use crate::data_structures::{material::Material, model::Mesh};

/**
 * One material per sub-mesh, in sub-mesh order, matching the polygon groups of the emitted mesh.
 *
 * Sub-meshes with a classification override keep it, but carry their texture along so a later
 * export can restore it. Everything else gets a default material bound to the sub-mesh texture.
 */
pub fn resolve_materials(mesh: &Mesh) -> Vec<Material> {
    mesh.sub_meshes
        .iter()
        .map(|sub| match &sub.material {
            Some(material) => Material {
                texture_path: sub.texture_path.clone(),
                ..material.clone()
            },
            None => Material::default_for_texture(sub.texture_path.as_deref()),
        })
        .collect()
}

• Work task
The answer must consist of each line from the entries that contains the string "clone".

• Solution to the problem
                texture_path: sub.texture_path.clone(),
                ..material.clone()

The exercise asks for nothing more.